I noticed the thick trailing edges on dry fitting a research.

Easy enough to thin the wing edges, but the ailerons are also as thick, easy enough to thin, but that wipes out the fabric detail :(

Regarding the UC bay, no, I can't see if having a gap, but is this filled by a later part to be added, sorry kit and instructions not to hand to check.

One other glitch, Airfix on this and the 1/72nd fabric wing Mk I have changed the usual position on the wing to fuselage joint. I've not posted this up before, but as I know you are interested in this kind of detail....

quick aside, lots of great photos of the Shuttleworth Sea Hurricane in our walkround section, http://www.britmodeller.com/forums/index.php?/topic/76586-hawker-sea-hurricane/

The point in question is well shown in several other photos, but one for ease of reference


what I mean are the metal panels where they meet the wing, at that joint, the panels curve out slightly, very visible here due the way they catch the light, looks at the bottom row of fasteners, especially where the two panels meet, you can see the outward 'flare' of the panels. I can see how you would think the panels were flat, as it's quite subtle. Compare with a Hase kit though. Well shows the difference in texture between the fabric and metal covered areas as well.

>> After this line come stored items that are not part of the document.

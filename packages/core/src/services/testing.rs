//! Recording fake of the remote hierarchy for service tests

use crate::models::{LeafSpec, SnapshotRecord};
use crate::remote::{
    Authenticator, GroupCreationPort, GroupLister, LeafCreationPort, LeafLister, RemoteError,
};
use async_trait::async_trait;
use std::collections::HashSet;
use std::sync::Mutex;

#[derive(Default)]
struct Calls {
    authentications: usize,
    listings: usize,
    group_attempts: usize,
    leaf_attempts: usize,
    next_group: usize,
    next_leaf: usize,
    created_groups: Vec<(String, String)>,
    created_leaves: Vec<(String, String)>,
}

/// In-memory remote that hands out `g1, g2, ...` for groups and
/// `c1, c2, ...` for connections, and fails on request
#[derive(Default)]
pub(crate) struct FakeRemote {
    groups: Vec<SnapshotRecord>,
    leaves: Vec<SnapshotRecord>,
    reject_auth: bool,
    fail_listing: bool,
    failing_groups: HashSet<String>,
    failing_leaves: HashSet<String>,
    calls: Mutex<Calls>,
}

impl FakeRemote {
    pub fn new() -> Self {
        Self::default()
    }

    pub fn with_snapshot(mut self, groups: Vec<SnapshotRecord>, leaves: Vec<SnapshotRecord>) -> Self {
        self.groups = groups;
        self.leaves = leaves;
        self
    }

    pub fn reject_auth(mut self) -> Self {
        self.reject_auth = true;
        self
    }

    pub fn fail_listing(mut self) -> Self {
        self.fail_listing = true;
        self
    }

    /// Fail every attempt to create a group with this name
    pub fn fail_group(mut self, name: &str) -> Self {
        self.failing_groups.insert(name.to_string());
        self
    }

    /// Fail every attempt to create a connection with this name
    pub fn fail_leaf(mut self, name: &str) -> Self {
        self.failing_leaves.insert(name.to_string());
        self
    }

    pub fn authentications(&self) -> usize {
        self.calls.lock().unwrap().authentications
    }

    pub fn listings(&self) -> usize {
        self.calls.lock().unwrap().listings
    }

    /// Group creation attempts, failed ones included
    pub fn group_calls(&self) -> usize {
        self.calls.lock().unwrap().group_attempts
    }

    /// Connection creation attempts, failed ones included
    pub fn leaf_calls(&self) -> usize {
        self.calls.lock().unwrap().leaf_attempts
    }

    /// Successfully created groups as `(name, parent_id)`
    pub fn created_groups(&self) -> Vec<(String, String)> {
        self.calls.lock().unwrap().created_groups.clone()
    }

    /// Successfully created connections as `(name, parent_id)`
    pub fn created_leaves(&self) -> Vec<(String, String)> {
        self.calls.lock().unwrap().created_leaves.clone()
    }
}

#[async_trait]
impl Authenticator for FakeRemote {
    async fn authenticate(&self) -> Result<(), RemoteError> {
        self.calls.lock().unwrap().authentications += 1;
        if self.reject_auth {
            return Err(RemoteError::authentication_rejected("status 403: invalid credentials"));
        }
        Ok(())
    }
}

#[async_trait]
impl GroupLister for FakeRemote {
    async fn list_groups(&self) -> Result<Vec<SnapshotRecord>, RemoteError> {
        self.calls.lock().unwrap().listings += 1;
        if self.fail_listing {
            return Err(RemoteError::api(500, "listing unavailable"));
        }
        Ok(self.groups.clone())
    }
}

#[async_trait]
impl LeafLister for FakeRemote {
    async fn list_leaves(&self) -> Result<Vec<SnapshotRecord>, RemoteError> {
        self.calls.lock().unwrap().listings += 1;
        if self.fail_listing {
            return Err(RemoteError::api(500, "listing unavailable"));
        }
        Ok(self.leaves.clone())
    }
}

#[async_trait]
impl GroupCreationPort for FakeRemote {
    async fn create_group(&self, name: &str, parent_id: &str) -> Result<String, RemoteError> {
        let mut calls = self.calls.lock().unwrap();
        calls.group_attempts += 1;
        if self.failing_groups.contains(name) {
            return Err(RemoteError::api(500, format!("cannot create group {name}")));
        }
        calls.next_group += 1;
        calls
            .created_groups
            .push((name.to_string(), parent_id.to_string()));
        Ok(format!("g{}", calls.next_group))
    }
}

#[async_trait]
impl LeafCreationPort for FakeRemote {
    async fn create_leaf(&self, spec: &LeafSpec, parent_id: &str) -> Result<String, RemoteError> {
        let mut calls = self.calls.lock().unwrap();
        calls.leaf_attempts += 1;
        if self.failing_leaves.contains(&spec.name) {
            return Err(RemoteError::api(400, format!("cannot create connection {}", spec.name)));
        }
        calls.next_leaf += 1;
        calls
            .created_leaves
            .push((spec.name.clone(), parent_id.to_string()));
        Ok(format!("c{}", calls.next_leaf))
    }
}
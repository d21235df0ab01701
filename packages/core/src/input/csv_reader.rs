//! Connection CSV reader
//!
//! Expected header (any order, extra columns allowed):
//!
//! ```text
//! site,device_name,hostname,protocol,port,username,password
//! ```
//!
//! `device_name` becomes the connection name and `protocol` its kind. The
//! remaining required columns, plus every extra column with a non-empty value,
//! become connection parameters.

use super::error::InputError;
use crate::models::ImportRow;
use std::path::Path;

/// Columns every file must declare and every row must fill
pub const REQUIRED_COLUMNS: [&str; 7] = [
    "site",
    "device_name",
    "hostname",
    "protocol",
    "port",
    "username",
    "password",
];

/// Columns that are not passed through as parameters
const STRUCTURAL_COLUMNS: [&str; 3] = ["site", "device_name", "protocol"];

const UTF8_BOM: &[u8] = &[0xEF, 0xBB, 0xBF];

/// A row left out of the import
#[derive(Debug, Clone, PartialEq, Eq)]
pub struct SkippedRow {
    /// 1-based line in the file (the header is line 1)
    pub line: u64,
    pub reason: String,
}

/// Rows ready for import plus the ones that were skipped
#[derive(Debug, Clone, Default)]
pub struct ParsedCsv {
    pub rows: Vec<ImportRow>,
    pub skipped: Vec<SkippedRow>,
}

/// Read and parse a connection CSV file
pub fn read_rows(path: &Path) -> Result<ParsedCsv, InputError> {
    let data = std::fs::read(path).map_err(|source| InputError::Io {
        path: path.to_path_buf(),
        source,
    })?;
    let parsed = parse_rows(&data)?;
    tracing::info!(
        "Parsed {} connections from {} ({} rows skipped)",
        parsed.rows.len(),
        path.display(),
        parsed.skipped.len()
    );
    Ok(parsed)
}

/// Parse connection CSV content
pub fn parse_rows(data: &[u8]) -> Result<ParsedCsv, InputError> {
    let data = data.strip_prefix(UTF8_BOM).unwrap_or(data);
    if data.iter().all(u8::is_ascii_whitespace) {
        return Err(InputError::Empty);
    }

    let mut reader = csv::ReaderBuilder::new()
        .has_headers(true)
        .flexible(true)
        .trim(csv::Trim::All)
        .from_reader(data);

    let headers: Vec<String> = reader.headers()?.iter().map(str::to_string).collect();
    let missing: Vec<String> = REQUIRED_COLUMNS
        .iter()
        .filter(|column| !headers.iter().any(|h| h.as_str() == **column))
        .map(|column| column.to_string())
        .collect();
    if !missing.is_empty() {
        return Err(InputError::MissingHeaders(missing));
    }

    let mut parsed = ParsedCsv::default();
    for (index, result) in reader.records().enumerate() {
        let fallback_line = index as u64 + 2;
        let record = match result {
            Ok(record) => record,
            Err(e) => {
                let line = e.position().map_or(fallback_line, |p| p.line());
                tracing::warn!("Skipping row {}: {}", line, e);
                parsed.skipped.push(SkippedRow {
                    line,
                    reason: e.to_string(),
                });
                continue;
            }
        };
        let line = record.position().map_or(fallback_line, |p| p.line());

        match row_from_record(&headers, &record) {
            Ok(row) => parsed.rows.push(row),
            Err(reason) => {
                tracing::warn!("Skipping row {}: {}", line, reason);
                parsed.skipped.push(SkippedRow { line, reason });
            }
        }
    }

    Ok(parsed)
}

fn field<'r>(headers: &[String], record: &'r csv::StringRecord, column: &str) -> &'r str {
    headers
        .iter()
        .position(|h| h.as_str() == column)
        .and_then(|idx| record.get(idx))
        .unwrap_or("")
}

fn row_from_record(headers: &[String], record: &csv::StringRecord) -> Result<ImportRow, String> {
    if let Some(empty) = REQUIRED_COLUMNS
        .iter()
        .find(|c| field(headers, record, c).is_empty())
    {
        return Err(format!("missing required field: {empty}"));
    }

    let mut row = ImportRow::new(
        field(headers, record, "site"),
        field(headers, record, "device_name"),
        field(headers, record, "protocol"),
    );
    for (idx, header) in headers.iter().enumerate() {
        if header.is_empty() || STRUCTURAL_COLUMNS.contains(&header.as_str()) {
            continue;
        }
        match record.get(idx) {
            Some(v) if !v.is_empty() => {
                row.attributes.insert(header.clone(), v.to_string());
            }
            _ => {}
        }
    }
    Ok(row)
}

Not worth worrying about for the non-obsessed, but not to hard to fix if you are prepared to redo the fastner detail, which is overdone on the kit, as the real thing are not raised discs. A piece of thin wall tube of the right diameter pushed into the plastic works, and then a fie drill for the centre.

All then is needed is to fill the existing panel line and rescribe slightly further out.

This also shows the shape of the fabric panel, comparison with Airfix one will show something is not quite right, as compared with one of your pic from the infamous thread, and also shows the flat sided nature of the fuselage panels.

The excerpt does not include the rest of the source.